En esta palabra se detuvo Sancho Vargas, porque notó en las cejas y en los labios de don Roque ciertos signos de admiración y de sorpresa que le intimidaron un poco.

– ¿Estaré, quizás, pecando de indiscreto— dijo entonces, más bien por alardear de precavido que por creer en lo que preguntaba,– hablándole a usted con la franqueza con que le hablo?

– De ninguna manera— respondió al punto don Roque con el aire más campechano del mundo:– siga usted, siga usted, señor don Sancho, que me va interesando la cosa.

– Pues con esa conformidad— repuso Vargas muy hueco,– prosigo: un hombre, dije para mí, de buena edad y no mal porte; de sólida cabeza; experimentado en las cosas del mundo y en los negocios mercantiles; bien capaz de conducir mañana u otro día los de ese excelente sujeto (si llegara a fallecer) por vías de prosperidad y engrandecimiento; y capaz también, en ese caso desgraciado, de ser amparo y sombra de toda su familia, de mirar por ella y de aconsejarla con prudencia y sabiduría. Pero volví a preguntarme: ¿existe un hombre a mis alcances que reúna todas estas prendas? Existe, me respondí al instante. Y existiendo ese hombre, me pregunté otra vez: ¿querría… se prestaría?… En fin, ¿podría contarse con él para llevar a remate una obra tan delicada y expuesta como esa? Creo que sí, volví a responderme; porque esa persona, aunque con la cabeza ocupada de continuo en grandes problemas, es todo un hombre del mundo y de la sociedad cuando llega el caso, y sabe sentir y estimar las cosas como es debido… En fin, mi señor don Roque— añadió Vargas, echando el resto en lo fino, en lo risueño y en lo generoso— puedo contar con ese hombre, y tengo el honor de ofrecérsele a usted para los fines indicados.

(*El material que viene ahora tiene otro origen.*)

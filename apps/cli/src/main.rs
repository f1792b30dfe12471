mod commands;
mod config_manager;
mod document;
mod error;

use clap::{Parser, Subcommand, ValueEnum};
use std::path::PathBuf;
use tracing::{info, error};
use anyhow::Result;

use novellint_types::LintKind;
use crate::commands::*;
use crate::config_manager::ConfigManager;
use crate::error::CliError;

#[derive(Parser)]
#[command(name = "novellint")]
#[command(about = "Typographic linter for Japanese novel manuscripts")]
#[command(version = env!("CARGO_PKG_VERSION"))]
struct Cli {
    #[command(subcommand)]
    command: Commands,

    /// Configuration file path
    #[arg(short, long, value_name = "FILE", global = true)]
    config: Option<PathBuf>,

    /// Verbose logging
    #[arg(short, long, global = true)]
    verbose: bool,

    /// Output format
    #[arg(short, long, value_enum, default_value_t = OutputFormat::Pretty, global = true)]
    output: OutputFormat,
}

#[derive(Debug, Clone, Copy, PartialEq, Eq, ValueEnum)]
pub enum OutputFormat {
    Pretty,
    Json,
    Minimal,
}

#[derive(Subcommand)]
enum Commands {
    /// Rewrite manuscripts with the configured lints
    Fix {
        /// Files to fix (reads stdin when omitted)
        files: Vec<PathBuf>,

        /// Lints to run instead of the profile pipeline
        #[arg(short, long = "rule", value_name = "LINT")]
        rules: Vec<LintKind>,

        /// Overwrite the files instead of printing the result
        #[arg(long)]
        in_place: bool,

        /// Profile name to use
        #[arg(short, long)]
        profile: Option<String>,
    },

    /// Report paragraphs the configured lints would change
    Check {
        /// Files to check (reads stdin when omitted)
        files: Vec<PathBuf>,

        /// Lints to run instead of the profile pipeline
        #[arg(short, long = "rule", value_name = "LINT")]
        rules: Vec<LintKind>,

        /// Profile name to use
        #[arg(short, long)]
        profile: Option<String>,
    },

    /// List available lints
    Rules,

    /// Manage configuration profiles
    Config {
        #[command(subcommand)]
        action: ConfigAction,
    },
}

#[derive(Subcommand)]
pub enum ConfigAction {
    /// List available profiles
    List,

    /// Show profile configuration
    Show {
        /// Profile name
        #[arg(default_value = "default")]
        profile: String,
    },

    /// Create new profile
    Create {
        /// Profile name
        profile: String,

        /// Copy from existing profile
        #[arg(long)]
        from: Option<String>,
    },

    /// Delete profile
    Delete {
        /// Profile name
        profile: String,

        /// Skip confirmation prompt
        #[arg(long)]
        yes: bool,
    },
}

fn main() -> Result<()> {
    let cli = Cli::parse();

    init_logging(cli.verbose)?;

    info!("novellint v{} starting", env!("CARGO_PKG_VERSION"));

    let config_manager = ConfigManager::new(cli.config.clone())?;

    let result = match cli.command {
        Commands::Fix { files, rules, in_place, profile } => {
            fix_command(files, rules, in_place, profile, cli.output, &config_manager).map(|_| 0)
        }
        Commands::Check { files, rules, profile } => {
            check_command(files, rules, profile, cli.output, &config_manager)
                .map(|findings| if findings > 0 { 1 } else { 0 })
        }
        Commands::Rules => rules_command(cli.output).map(|_| 0),
        Commands::Config { action } => config_command(action, &config_manager).map(|_| 0),
    };

    match result {
        Ok(0) => {
            info!("Command completed successfully");
            Ok(())
        }
        Ok(code) => std::process::exit(code),
        Err(e) => {
            error!("Command failed: {:#}", e);
            match e.downcast_ref::<CliError>() {
                Some(cli_error) => {
                    eprintln!("{}", cli_error.user_message());
                    for suggestion in cli_error.suggestions() {
                        eprintln!("  hint: {}", suggestion);
                    }
                    std::process::exit(cli_error.error_code());
                }
                None => std::process::exit(2),
            }
        }
    }
}

fn init_logging(verbose: bool) -> Result<()> {
    use tracing_subscriber::{layer::SubscriberExt, util::SubscriberInitExt};

    let log_level = if verbose {
        tracing::Level::DEBUG
    } else {
        tracing::Level::INFO
    };

    // stdout is reserved for lint output
    tracing_subscriber::registry()
        .with(
            tracing_subscriber::EnvFilter::try_from_default_env()
                .unwrap_or_else(|_| {
                    tracing_subscriber::EnvFilter::new(format!(
                        "novellint_cli={level},novellint_lint={level}",
                        level = log_level
                    ))
                })
        )
        .with(tracing_subscriber::fmt::layer().with_writer(std::io::stderr))
        .init();

    Ok(())
}
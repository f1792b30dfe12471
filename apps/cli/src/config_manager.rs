use std::path::{Path, PathBuf};
use std::fs;
use anyhow::{Result, Context};
use tracing::{debug, info};

use novellint_types::Config;
use crate::error::CliError;

pub const DEFAULT_PROFILE: &str = "default";

pub struct ConfigManager {
    config_dir: PathBuf,
    default_config_path: PathBuf,
}

impl ConfigManager {
    pub fn new(config_file: Option<PathBuf>) -> Result<Self> {
        let (config_dir, default_config_path) = match config_file {
            Some(path) => {
                let dir = path
                    .parent()
                    .filter(|p| !p.as_os_str().is_empty())
                    .map(Path::to_path_buf)
                    .unwrap_or_else(|| PathBuf::from("."));
                (dir, path)
            }
            None => Self::default_config_paths()?,
        };

        Ok(Self {
            config_dir,
            default_config_path,
        })
    }

    fn default_config_paths() -> Result<(PathBuf, PathBuf)> {
        #[cfg(windows)]
        let base = std::env::var("APPDATA")
            .or_else(|_| std::env::var("USERPROFILE"))
            .map(PathBuf::from)
            .context("Failed to determine user configuration directory")?;

        #[cfg(not(windows))]
        let base = std::env::var("HOME")
            .map(|home| PathBuf::from(home).join(".config"))
            .context("Failed to determine home directory")?;

        let config_dir = base.join("novellint");
        let default_config = config_dir.join("config.json");
        Ok((config_dir, default_config))
    }

    /// Loads a profile. The default profile is created on first use.
    pub fn load_config(&self, profile: Option<&str>) -> Result<Config> {
        let name = profile.unwrap_or(DEFAULT_PROFILE);
        let config_path = self.get_profile_path(name);

        debug!("Loading configuration from: {}", config_path.display());

        if !config_path.exists() {
            if name != DEFAULT_PROFILE {
                return Err(CliError::profile_not_found(name).into());
            }
            let default_config = Config::default();
            self.save_config_to_path(&config_path, &default_config)?;
            info!("Created default configuration at: {}", config_path.display());
            return Ok(default_config);
        }

        let content = fs::read_to_string(&config_path)
            .with_context(|| format!("Failed to read config file: {}", config_path.display()))?;

        let config: Config = serde_json::from_str(&content).map_err(|e| {
            CliError::config(format!("{}: {}", config_path.display(), e))
        })?;
        config.validate().map_err(CliError::from)?;

        Ok(config)
    }

    pub fn save_config(&self, profile: &str, config: &Config) -> Result<()> {
        let config_path = self.get_profile_path(profile);
        self.save_config_to_path(&config_path, config)
    }

    fn save_config_to_path(&self, path: &Path, config: &Config) -> Result<()> {
        if let Some(parent) = path.parent() {
            if !parent.as_os_str().is_empty() {
                fs::create_dir_all(parent)
                    .context("Failed to create config directory")?;
            }
        }

        let json = serde_json::to_string_pretty(config)
            .context("Failed to serialize configuration")?;

        fs::write(path, json)
            .with_context(|| format!("Failed to write config file: {}", path.display()))?;

        debug!("Configuration saved to: {}", path.display());
        Ok(())
    }

    pub fn get_profile_path(&self, profile: &str) -> PathBuf {
        if profile == DEFAULT_PROFILE {
            self.default_config_path.clone()
        } else {
            self.config_dir.join(format!("{}.json", profile))
        }
    }

    pub fn list_profiles(&self) -> Result<Vec<String>> {
        let mut profiles = Vec::new();

        if self.default_config_path.exists() {
            profiles.push(DEFAULT_PROFILE.to_string());
        }

        if !self.config_dir.exists() {
            return Ok(profiles);
        }

        let default_stem = self.default_config_path.file_stem();
        let entries = fs::read_dir(&self.config_dir)
            .context("Failed to read configuration directory")?;

        for entry in entries {
            let path = entry.context("Failed to read directory entry")?.path();
            if path.extension().and_then(|ext| ext.to_str()) != Some("json") {
                continue;
            }
            if path.file_stem() == default_stem {
                continue;
            }
            if let Some(stem) = path.file_stem().and_then(|s| s.to_str()) {
                profiles.push(stem.to_string());
            }
        }

        profiles.sort();
        profiles.dedup();
        Ok(profiles)
    }

    pub fn profile_exists(&self, profile: &str) -> bool {
        self.get_profile_path(profile).exists()
    }

    pub fn delete_profile(&self, profile: &str) -> Result<()> {
        if profile == DEFAULT_PROFILE {
            anyhow::bail!("Cannot delete default profile");
        }

        let path = self.get_profile_path(profile);
        if !path.exists() {
            return Err(CliError::profile_not_found(profile).into());
        }

        fs::remove_file(&path)
            .with_context(|| format!("Failed to delete profile file: {}", path.display()))?;

        info!("Deleted profile: {}", profile);
        Ok(())
    }
}
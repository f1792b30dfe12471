use unicode_normalization::UnicodeNormalization;

use crate::paragraph::FULL_WIDTH_SPACE;

// ASCII (U+0021..U+007E) と全角形 (U+FF01..U+FF5E) の差分
const FULL_WIDTH_OFFSET: u32 = 0xFEE0;

const COMBINING_VOICED_MARK: char = '\u{3099}';
const COMBINING_SEMI_VOICED_MARK: char = '\u{309A}';

const HALF_WIDTH_VOICED_MARK: char = '\u{FF9E}';
const HALF_WIDTH_SEMI_VOICED_MARK: char = '\u{FF9F}';

fn is_half_width_form(c: char) -> bool {
    // 半角カナ・句読点、半角記号
    matches!(c, '\u{FF61}'..='\u{FF9F}' | '\u{FFE8}'..='\u{FFEE}')
}

// 濁点・半濁点と合成しうる全角のかな（゛や ゝ などの記号は含めない）
fn is_kana_letter(c: char) -> bool {
    matches!(c, '\u{3041}'..='\u{3096}' | '\u{30A1}'..='\u{30FA}')
}

/// 半角文字を全角に変換する。変換できない文字はそのまま残す。
pub fn widen(text: &str) -> String {
    let mut result = String::with_capacity(text.len() * 3);
    let mut chars = text.chars().peekable();

    while let Some(c) = chars.next() {
        match c {
            ' ' => result.push(FULL_WIDTH_SPACE),
            '!'..='~' => {
                result.push(char::from_u32(c as u32 + FULL_WIDTH_OFFSET).unwrap_or(c));
            }
            '¢' => result.push('￠'),
            '£' => result.push('￡'),
            '¬' => result.push('￢'),
            '¯' => result.push('￣'),
            '¦' => result.push('￤'),
            '¥' => result.push('￥'),
            '₩' => result.push('￦'),
            c if is_half_width_form(c) => {
                // 濁点・半濁点を直前のカナと合成するため連続する半角形をまとめて NFKC にかける
                let mut run = String::new();
                if matches!(c, HALF_WIDTH_VOICED_MARK | HALF_WIDTH_SEMI_VOICED_MARK) {
                    if let Some(kana) = result.chars().next_back().filter(|&k| is_kana_letter(k)) {
                        result.pop();
                        run.push(kana);
                    }
                }
                run.push(c);
                while let Some(&next) = chars.peek() {
                    if !is_half_width_form(next) {
                        break;
                    }
                    run.push(next);
                    chars.next();
                }
                result.extend(run.nfkc().map(spacing_sound_mark));
            }
            _ => result.push(c),
        }
    }

    result
}

// 合成できずに残った結合用濁点・半濁点は単独の全角記号にする
fn spacing_sound_mark(c: char) -> char {
    match c {
        COMBINING_VOICED_MARK => '゛',
        COMBINING_SEMI_VOICED_MARK => '゜',
        _ => c,
    }
}
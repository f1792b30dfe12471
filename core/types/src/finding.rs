use serde::{Deserialize, Serialize};
use crate::lint::LintKind;

#[derive(Debug, Clone, PartialEq, Eq, Serialize, Deserialize)]
pub struct Finding {
    pub kind: LintKind,
    /// 1始まりの段落番号（行番号と一致する）
    pub line: usize,
    pub before: String,
    pub after: String,
}

impl Finding {
    pub fn new(kind: LintKind, line: usize, before: String, after: String) -> Self {
        Self {
            kind,
            line,
            before,
            after,
        }
    }
}
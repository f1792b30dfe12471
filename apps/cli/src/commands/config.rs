use anyhow::{Result, Context};
use tracing::info;

use novellint_types::Config;
use crate::ConfigAction;
use crate::config_manager::{ConfigManager, DEFAULT_PROFILE};
use crate::error::CliError;

pub fn config_command(action: ConfigAction, config_manager: &ConfigManager) -> Result<()> {
    match action {
        ConfigAction::List => list_profiles(config_manager),
        ConfigAction::Show { profile } => show_profile(&profile, config_manager),
        ConfigAction::Create { profile, from } => {
            create_profile(&profile, from.as_deref(), config_manager)
        }
        ConfigAction::Delete { profile, yes } => delete_profile(&profile, yes, config_manager),
    }
}

fn list_profiles(config_manager: &ConfigManager) -> Result<()> {
    info!("Listing available profiles");

    let profiles = config_manager.list_profiles()
        .context("Failed to list profiles")?;

    if profiles.is_empty() {
        println!("No configuration profiles found.");
        println!("Create a new profile with: novellint config create <name>");
        return Ok(());
    }

    println!("📋 Available Configuration Profiles:");
    for (i, profile) in profiles.iter().enumerate() {
        let marker = if profile == DEFAULT_PROFILE { " (default)" } else { "" };
        println!("  {}. {}{}", i + 1, profile, marker);
    }

    Ok(())
}

fn show_profile(profile_name: &str, config_manager: &ConfigManager) -> Result<()> {
    info!("Showing profile: {}", profile_name);

    let config = config_manager.load_config(Some(profile_name))
        .with_context(|| format!("Failed to load profile '{}'", profile_name))?;

    println!("📄 Profile: {}", profile_name);
    println!("   {}", config_manager.get_profile_path(profile_name).display());
    println!("{}", "=".repeat(50));

    println!("\n📝 Pipeline ({}):", config.options.pipeline.len());
    for (i, kind) in config.options.pipeline.iter().enumerate() {
        println!("  {}. {}: {}", i + 1, kind, kind.description());
    }

    println!("\n⚙️ Options:");
    println!("  Consider dashes: {}",
             if config.options.consider_dashes { "Yes" } else { "No" });
    println!("  Normalize CRLF: {}",
             if config.normalize_crlf { "Yes" } else { "No" });

    Ok(())
}

fn create_profile(
    profile_name: &str,
    from_profile: Option<&str>,
    config_manager: &ConfigManager,
) -> Result<()> {
    info!("Creating profile: {}", profile_name);

    if config_manager.profile_exists(profile_name) {
        return Err(CliError::invalid_args(format!("Profile '{}' already exists", profile_name)).into());
    }

    let base_config = match from_profile {
        Some(from) => {
            println!("📋 Copying from profile: {}", from);
            config_manager.load_config(Some(from))
                .with_context(|| format!("Failed to load base profile '{}'", from))?
        }
        None => Config::default(),
    };

    config_manager.save_config(profile_name, &base_config)
        .with_context(|| format!("Failed to save profile '{}'", profile_name))?;

    println!("✅ Profile '{}' created", profile_name);
    println!("  {}", config_manager.get_profile_path(profile_name).display());

    Ok(())
}

fn delete_profile(profile_name: &str, yes: bool, config_manager: &ConfigManager) -> Result<()> {
    info!("Deleting profile: {}", profile_name);

    if !config_manager.profile_exists(profile_name) {
        return Err(CliError::profile_not_found(profile_name).into());
    }

    if !yes {
        print!("⚠️  Delete profile '{}'? This cannot be undone. (y/N): ", profile_name);
        std::io::Write::flush(&mut std::io::stdout())?;

        let mut input = String::new();
        std::io::stdin().read_line(&mut input)?;

        let input = input.trim().to_lowercase();
        if input != "y" && input != "yes" {
            println!("Deletion cancelled.");
            return Ok(());
        }
    }

    config_manager.delete_profile(profile_name)
        .with_context(|| format!("Failed to delete profile '{}'", profile_name))?;

    println!("✅ Profile '{}' deleted", profile_name);

    Ok(())
}

#[cfg(test)]
mod tests {
    use super::*;
    use tempfile::TempDir;

    fn manager_in(temp_dir: &TempDir) -> ConfigManager {
        ConfigManager::new(Some(temp_dir.path().join("config.json"))).unwrap()
    }

    #[test]
    fn test_list_empty_profiles() {
        let temp_dir = TempDir::new().unwrap();
        assert!(list_profiles(&manager_in(&temp_dir)).is_ok());
    }

    #[test]
    fn test_show_default_profile_creates_it() {
        let temp_dir = TempDir::new().unwrap();
        let manager = manager_in(&temp_dir);

        assert!(show_profile(DEFAULT_PROFILE, &manager).is_ok());
        assert!(manager.profile_exists(DEFAULT_PROFILE));
    }

    #[test]
    fn test_create_profile_from_existing() {
        let temp_dir = TempDir::new().unwrap();
        let manager = manager_in(&temp_dir);

        let mut base = Config::default();
        base.options.consider_dashes = false;
        manager.save_config("base", &base).unwrap();

        create_profile("copy", Some("base"), &manager).unwrap();
        assert_eq!(manager.load_config(Some("copy")).unwrap(), base);
    }

    #[test]
    fn test_create_duplicate_profile() {
        let temp_dir = TempDir::new().unwrap();
        let manager = manager_in(&temp_dir);

        assert!(create_profile("web", None, &manager).is_ok());
        assert!(create_profile("web", None, &manager).is_err());
    }

    #[test]
    fn test_delete_profile_without_prompt() {
        let temp_dir = TempDir::new().unwrap();
        let manager = manager_in(&temp_dir);

        create_profile("web", None, &manager).unwrap();
        delete_profile("web", true, &manager).unwrap();
        assert!(!manager.profile_exists("web"));
    }
}
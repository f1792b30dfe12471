use crate::paragraph::FULL_WIDTH_SPACE;
use crate::table::{apply_table_until_stable, fixed_point, ReplacementTable};

/// 感嘆符・疑問符
pub const RESERVED_MARKS: [char; 8] = ['！', '？', '!', '?', '‼', '⁉', '⁈', '⁇'];

/// 会話文の開始とみなす括弧
pub const DIALOGUE_OPENERS: [char; 3] = ['「', '『', '（'];

pub const DASH: char = '―';

// 記号前後の余分なスペース
const MARK_CLEANUP_TABLE: &ReplacementTable = &[
    ("　！", "！"),
    ("　？", "？"),
    ("　!", "!"),
    ("　?", "?"),
    ("　‼", "‼"),
    ("　⁉", "⁉"),
    ("　⁈", "⁈"),
    ("　⁇", "⁇"),
    ("　」", "」"),
    ("　』", "』"),
    ("　）", "）"),
    ("！　　", "！　"),
    ("？　　", "？　"),
    ("!　　", "!　"),
    ("?　　", "?　"),
    ("‼　　", "‼　"),
    ("⁉　　", "⁉　"),
    ("⁈　　", "⁈　"),
    ("⁇　　", "⁇　"),
];

const OPENING_BRACKET_TABLE: &ReplacementTable = &[
    ("　「", "「"),
    ("　『", "『"),
    ("　（", "（"),
];

const OPENING_BRACKET_WITH_DASH_TABLE: &ReplacementTable = &[
    ("　「", "「"),
    ("　『", "『"),
    ("　（", "（"),
    ("　―", "―"),
];

const CLOSING_BRACKET_TABLE: &ReplacementTable = &[
    ("、」", "」"),
    ("。」", "」"),
    ("、』", "』"),
    ("。』", "』"),
    ("、）", "）"),
    ("。）", "）"),
];

fn opening_bracket_table(consider_dashes: bool) -> &'static ReplacementTable {
    if consider_dashes {
        OPENING_BRACKET_WITH_DASH_TABLE
    } else {
        OPENING_BRACKET_TABLE
    }
}

/// 段落末の全角スペースを一つ削除する
pub fn delete_end_space(paragraph: &str) -> String {
    paragraph
        .strip_suffix(FULL_WIDTH_SPACE)
        .unwrap_or(paragraph)
        .to_string()
}

pub fn trim_trailing(paragraph: &str) -> String {
    fixed_point(paragraph, delete_end_space)
}

pub fn is_indented(paragraph: &str) -> bool {
    paragraph.starts_with(FULL_WIDTH_SPACE)
}

pub fn is_dialogue(paragraph: &str, consider_dashes: bool) -> bool {
    match paragraph.chars().next() {
        Some(c) => DIALOGUE_OPENERS.contains(&c) || (consider_dashes && c == DASH),
        None => false,
    }
}

/// 字下げ済みでも会話文でもなければ全角スペースで字下げする。
/// 空の段落も字下げの対象になる。
pub fn indent(paragraph: &str, consider_dashes: bool) -> String {
    if is_indented(paragraph) || is_dialogue(paragraph, consider_dashes) {
        return paragraph.to_string();
    }
    let mut indented = String::with_capacity(paragraph.len() + FULL_WIDTH_SPACE.len_utf8());
    indented.push(FULL_WIDTH_SPACE);
    indented.push_str(paragraph);
    indented
}

/// 各記号の直後に全角スペースを一つ挿入する（1パスのみ）
pub fn insert_space_after_marks(paragraph: &str) -> String {
    let mut result = String::with_capacity(paragraph.len());
    for c in paragraph.chars() {
        result.push(c);
        if RESERVED_MARKS.contains(&c) {
            result.push(FULL_WIDTH_SPACE);
        }
    }
    result
}

pub fn delete_unnecessary_spaces(paragraph: &str) -> String {
    apply_table_until_stable(paragraph, MARK_CLEANUP_TABLE)
}

pub fn space_after_marks(paragraph: &str) -> String {
    // 1) とりあえず挿入
    let inserted = insert_space_after_marks(paragraph);
    // 2) 記号前後の不要なスペースを削除
    let cleaned = delete_unnecessary_spaces(&inserted);
    // 3) 段落末のスペースを削除
    trim_trailing(&cleaned)
}

pub fn delete_space_before_opening_bracket(paragraph: &str, consider_dashes: bool) -> String {
    apply_table_until_stable(paragraph, opening_bracket_table(consider_dashes))
}

pub fn delete_punctuation_before_closing_bracket(paragraph: &str) -> String {
    apply_table_until_stable(paragraph, CLOSING_BRACKET_TABLE)
}

#[cfg(test)]
mod tests {
    use super::*;

    #[test]
    fn test_delete_end_space() {
        assert_eq!(delete_end_space(""), "");
        assert_eq!(delete_end_space("　"), "");
        assert_eq!(delete_end_space("小説　"), "小説");
        assert_eq!(delete_end_space("小説"), "小説");
        assert_eq!(delete_end_space("小説　　"), "小説　");
    }

    #[test]
    fn test_trim_trailing() {
        assert_eq!(trim_trailing("水の音　　　"), "水の音");
        assert_eq!(trim_trailing("　　"), "");
        // 半角スペースは対象外
        assert_eq!(trim_trailing("水の音 "), "水の音 ");
    }

    #[test]
    fn test_is_dialogue() {
        assert!(!is_dialogue("", true));
        assert!(!is_dialogue("　", true));
        assert!(!is_dialogue("小説", true));
        assert!(is_dialogue("「小説」", true));
        assert!(is_dialogue("『小説』", true));
        assert!(is_dialogue("（小説）", true));
        assert!(is_dialogue("――小説", true));
        assert!(!is_dialogue("――小説", false));
    }

    #[test]
    fn test_is_indented() {
        assert!(!is_indented(""));
        assert!(is_indented("　"));
        assert!(!is_indented("小説"));
        assert!(is_indented("　「小説」"));
    }

    #[test]
    fn test_indent() {
        assert_eq!(indent("小説", true), "　小説");
        assert_eq!(indent("　小説", true), "　小説");
        assert_eq!(indent("「小説」", true), "「小説」");
        assert_eq!(indent("――小説", true), "――小説");
        assert_eq!(indent("――小説", false), "　――小説");
    }

    #[test]
    fn test_indent_empty_paragraph() {
        assert_eq!(indent("", true), "　");
        assert_eq!(indent("　", true), "　");
    }

    #[test]
    fn test_insert_space_after_marks() {
        let cases = [
            ("粉砕！玉砕！大喝采！", "粉砕！　玉砕！　大喝采！　"),
            ("粉砕？玉砕？大喝采？", "粉砕？　玉砕？　大喝采？　"),
            ("粉砕!玉砕!大喝采!", "粉砕!　玉砕!　大喝采!　"),
            ("粉砕?玉砕?大喝采?", "粉砕?　玉砕?　大喝采?　"),
            ("粉砕‼玉砕‼大喝采‼", "粉砕‼　玉砕‼　大喝采‼　"),
            ("粉砕⁉玉砕⁉大喝采⁉", "粉砕⁉　玉砕⁉　大喝采⁉　"),
            ("粉砕⁈玉砕⁈大喝采⁈", "粉砕⁈　玉砕⁈　大喝采⁈　"),
            ("粉砕⁇玉砕⁇大喝采⁇", "粉砕⁇　玉砕⁇　大喝采⁇　"),
        ];
        for (input, expected) in cases {
            assert_eq!(insert_space_after_marks(input), expected);
        }
        assert_eq!(insert_space_after_marks("！？"), "！　？　");
    }

    #[test]
    fn test_delete_unnecessary_spaces() {
        assert_eq!(
            delete_unnecessary_spaces("粉砕　！玉砕　！　大喝采！　　"),
            "粉砕！玉砕！　大喝采！　"
        );
        assert_eq!(delete_unnecessary_spaces("なに！　　　　"), "なに！　");
    }

    #[test]
    fn test_space_after_marks() {
        assert_eq!(space_after_marks("古池！や！"), "古池！　や！");
        assert_eq!(space_after_marks("「蛙飛びこむ！？」"), "「蛙飛びこむ！？」");
        assert_eq!(space_after_marks("水？　の音！！　"), "水？　の音！！");
        assert_eq!(space_after_marks("（えっ！）"), "（えっ！）");
        assert_eq!(space_after_marks(""), "");
    }

    #[test]
    fn test_delete_space_before_opening_bracket() {
        assert_eq!(delete_space_before_opening_bracket("　「小説」", true), "「小説」");
        assert_eq!(delete_space_before_opening_bracket("　　『小説』", true), "『小説』");
        assert_eq!(delete_space_before_opening_bracket("彼は　（小声で）", true), "彼は（小声で）");
        assert_eq!(delete_space_before_opening_bracket("　古池や", true), "　古池や");
    }

    #[test]
    fn test_delete_space_before_dash() {
        assert_eq!(delete_space_before_opening_bracket("　　――待て", true), "――待て");
        assert_eq!(delete_space_before_opening_bracket("　　――待て", false), "　　――待て");
    }

    #[test]
    fn test_delete_punctuation_before_closing_bracket() {
        assert_eq!(delete_punctuation_before_closing_bracket("「小説。」"), "「小説」");
        assert_eq!(delete_punctuation_before_closing_bracket("『小説、』"), "『小説』");
        assert_eq!(delete_punctuation_before_closing_bracket("（小説。、。）"), "（小説）");
        assert_eq!(delete_punctuation_before_closing_bracket("小説。"), "小説。");
    }
}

– Pues tantísimas gracias— respondió Brezales en el mismo tono en que se le había hecho la oferta.– Y ¿se puede saber— añadió, dispuesto a apurar la materia que le estaba interesando vivamente,– quién es ese hombre tan generoso y tan… vamos, tan conveniente para mí y para todos los de mi casa?

– Como que a eso vengo, mi respetable amigo— respondió Vargas muy templado:– a decirle a usted quién es esa persona; aunque pensaba yo hace un instante que, con las señas que ha tenido el gusto de darle, podría usted haber caído…

– Pues no he caído. ¡Vea usted qué torpeza la mía!

– Ya lo observo, mi señor don Roque; pero es igual para el caso… Pues ese hombre, aunque me esté mal el decirlo, soy yo.

– ¡Usted!– exclamó Brezales haciéndose más sorprendido de lo que estaba en realidad.

– ¿Me creía usted incapaz— dijo Vargas muy travieso,– de echarme por esos caminos? No sería extraño, acostumbrado, como está, a verme marchar por otros tan diferentes y tan altos… Pero yo soy así, mi respetable y querido amigo: hago a todo, y bajo y subo cuando el caso llega. Ahora, por las razones que le dejo expuestas a usted, bajé de mis cumbres, y me dije: pues, señor, si podemos prestarnos esa familia y yo ese mutuo y buen servicio, ¿por qué no nos lo hemos de prestar? Y éste es el caso, mi apreciable señor don Roque; y aquí me tiene usted esperando su respuesta.

– ¡Por vida del ocho de copas!– dijo entonces Brezales, fingiendo que le apuraba mucho el trance.– ¿Conque usted había pensado todas esas cosas tan bien pensadas y tan?… ¡Cascabeles, cuánto lo siento!…

Se le cayó una aleta a Sancho Vargas con esta exclamación de su amigo; el cual, notando la avería, añadió a lo exclamado:

– Ya ve usted: no es plato de gusto para nadie decir a otro que se nos viene con un favor en cada dedo: «se estima la intención; pero no pueden aceptarse,» como tengo que decirle yo a usted en el presente caso.

– ¿Así, sin más ni más, señor don Roque?– preguntó Sancho Vargas con cierto dejillo de altanería.

– Sin más ni más, señor don Sancho— le respondió Brezales muy templado.– Como se dicen o deben decirse siempre estas cosas tan serias… entre buenos amigos.

– Pensaba yo— repuso Vargas,– que, cuando menos, menos, se tantearía antes la voluntad de ella.

– ¿La de Irene?– preguntole don Roque con ojos de asombro.

– Justamente.

– Por consultada, amigo mío, por consultada— insistió Brezales levantándose al mismo tiempo de la silla.– Conozco esa voluntad como la mía propia; y créame usted, ni a ella ni a mí nos ha ocurrido pensar en esas cosas que ha pensado usted por nosotros, haciéndonos un grandísimo favor.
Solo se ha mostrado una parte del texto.